È questo il titolo della mostra. Il luogo in cui si tiene è stato per qualche tempo la casa di Tancredi (Parmeggiani), dove ha vissuto con la sua "amante", mecenate, collezionista, Peggy Guggenenheim. Tancredi è stato uno di quegli artisti per i quali il rapporto tra arte e vita  è totalizzante e che infatti come tanti suoi predecessori nella storia dell'arte lo ha consumato definitivamente alla fatidica età di 37 anni.
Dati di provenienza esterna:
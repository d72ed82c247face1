//! Candidate enumeration: which trials to run, in which order.
//!
//! The search is a walk over a small grid. Rows are scale factors from a
//! size-tiered ladder, columns are the family's encode settings:
//!
//! ```text
//!            q85   q75   q65   q55   q45        (PNG: one column)
//! 0.60  →     1     2     3     4     5
//! 0.50  →     6     7     8     9    10
//! ...
//! fallback: smallest allowed scale, lowest setting
//! ```
//!
//! Scales that would push the width under the floor are dropped before the
//! walk. The plan is never empty and always carries a fallback, so the search
//! terminates after at most `scales × settings + 1` trials.

use crate::family::profile;
use crate::imaging::{EncodeSetting, keeps_floor, min_scale_factor};
use crate::policy::CompressionPolicy;
use crate::types::FormatFamily;

/// One point of the grid.
#[derive(Debug, Clone, Copy, PartialEq)]
pub struct TrialConfig {
    pub scale: f64,
    pub setting: EncodeSetting,
}

/// Ordered trials for one image plus its fallback.
#[derive(Debug, Clone, PartialEq)]
pub struct CandidatePlan {
    pub scales: Vec<f64>,
    pub settings: Vec<EncodeSetting>,
    pub fallback: TrialConfig,
}

impl CandidatePlan {
    /// Trials in search order: scale-major, settings in ladder order.
    pub fn trials(&self) -> impl Iterator<Item = TrialConfig> + '_ {
        self.scales.iter().flat_map(move |&scale| {
            self.settings
                .iter()
                .map(move |&setting| TrialConfig { scale, setting })
        })
    }

    /// Upper bound on evaluated trials, fallback included.
    pub fn max_trials(&self) -> usize {
        self.scales.len() * self.settings.len() + 1
    }
}

/// Enumerate the trials for an image.
pub fn enumerate(
    original_bytes: u64,
    original_width: u32,
    family: FormatFamily,
    policy: &CompressionPolicy,
) -> CandidatePlan {
    let ladder = policy.ladder_for(original_bytes);
    let min_factor = min_scale_factor(original_width, policy.min_width);

    let mut scales: Vec<f64> = ladder
        .iter()
        .copied()
        .filter(|&s| keeps_floor(original_width, policy.min_width, s))
        .collect();
    if scales.is_empty() {
        scales.push(min_factor.min(1.0));
    }

    let smallest = ladder.iter().copied().fold(1.0_f64, f64::min);
    let fallback_scale = min_factor.max(smallest).min(1.0);

    let profile = profile(family);
    CandidatePlan {
        scales,
        settings: profile.settings(policy),
        fallback: TrialConfig {
            scale: fallback_scale,
            setting: profile.fallback_setting(policy),
        },
    }
}
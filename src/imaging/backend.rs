//! Codec/resize backend trait and shared types.
//!
//! The [`ImageBackend`] trait is the only door to pixel work. It covers the
//! operations the search needs: identify, decode, resample, convert, and
//! encode. Everything above it (ladders, trials, the search) is
//! backend-agnostic.
//!
//! The production implementation is
//! [`RustBackend`](super::rust_backend::RustBackend), pure Rust on the `image`
//! crate. Tests use the recording `MockBackend`, whose "images" are just
//! dimensions and whose encoded sizes come from a formula.

use super::params::EncodeSetting;
use crate::types::ColorMode;
use thiserror::Error;

#[derive(Error, Debug)]
pub enum BackendError {
    #[error("IO error: {0}")]
    Io(#[from] std::io::Error),
    #[error("Processing failed: {0}")]
    ProcessingFailed(String),
    #[error("Unsupported: {0}")]
    Unsupported(String),
}

/// Result of an identify operation.
#[derive(Debug, Clone, Copy, PartialEq, Eq)]
pub struct Dimensions {
    pub width: u32,
    pub height: u32,
}

/// Read-only view of a decoded pixel buffer.
pub trait Raster {
    fn width(&self) -> u32;
    fn height(&self) -> u32;
    fn color_mode(&self) -> ColorMode;

    fn dimensions(&self) -> Dimensions {
        Dimensions {
            width: self.width(),
            height: self.height(),
        }
    }
}

/// Trait for codec/resize backends.
///
/// Resample and convert are value-producing: they never mutate their input,
/// so one decoded source can feed any number of trials.
pub trait ImageBackend: Sync {
    type Image: Raster + Send + Sync;

    /// Read dimensions from the container header without a full decode.
    fn identify(&self, bytes: &[u8]) -> Result<Dimensions, BackendError>;

    /// Decode a complete file into a pixel buffer.
    fn decode(&self, bytes: &[u8]) -> Result<Self::Image, BackendError>;

    /// Resample to exact dimensions with a high-quality filter.
    fn resample(
        &self,
        image: &Self::Image,
        width: u32,
        height: u32,
    ) -> Result<Self::Image, BackendError>;

    /// Convert to another color mode.
    fn convert(&self, image: &Self::Image, mode: ColorMode) -> Result<Self::Image, BackendError>;

    /// Encode into an in-memory buffer.
    fn encode(&self, image: &Self::Image, setting: EncodeSetting)
    -> Result<Vec<u8>, BackendError>;
}
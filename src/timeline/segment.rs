/// One slot of the progress timeline.
#[derive(Debug, Clone, Copy, Default, PartialEq)]
pub struct Segment {
    fill_fraction: f64,
}

impl Segment {
    pub fn new() -> Self {
        Self::default()
    }

    pub fn fill(&self) -> f64 {
        self.fill_fraction
    }

    /// Writes are clamped to `[0.0, 1.0]`; NaN reads as empty.
    pub fn set_fill(&mut self, fraction: f64) {
        self.fill_fraction = if fraction.is_nan() {
            0.0
        } else {
            fraction.clamp(0.0, 1.0)
        };
    }

    pub fn is_complete(&self) -> bool {
        self.fill_fraction >= 1.0
    }
}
Del resto erano anche   anni intensi, quelli del dopoguerra; quelli di Fontana deciso a cercare il "vero" nell'oltre, nel dopo la tela; di Burri che  cercava la "verità" negli elementi residuali e di scarto, anch'essi consunti; degli "americani" della stagione pop e spirituale - Rauschemberg, Rothko, Warhol, Pollock - che andavano dall'infinito immateriale alla più "vera"  cosalità quotidiana.
Tancredi si è nutrito di quest'aria che lo circondava e avvolgeva; con la sua ingenuità di artista totale munito solo di quella  "sprovvedutezza infantile" indispensabile per vivere d'arte.
La mostra  coglie a pieno l'aspetto naturalistico di questo suo modo di vivere con l'arte e  per l'arte che costituisce il sostrato, privo di strutture, di un poeta che si esprimeva con trasparenze, stratificazioni e ripetizioni di segni e di colori, a tradurre  e fissare la purezza estetica nella quale  era immerso.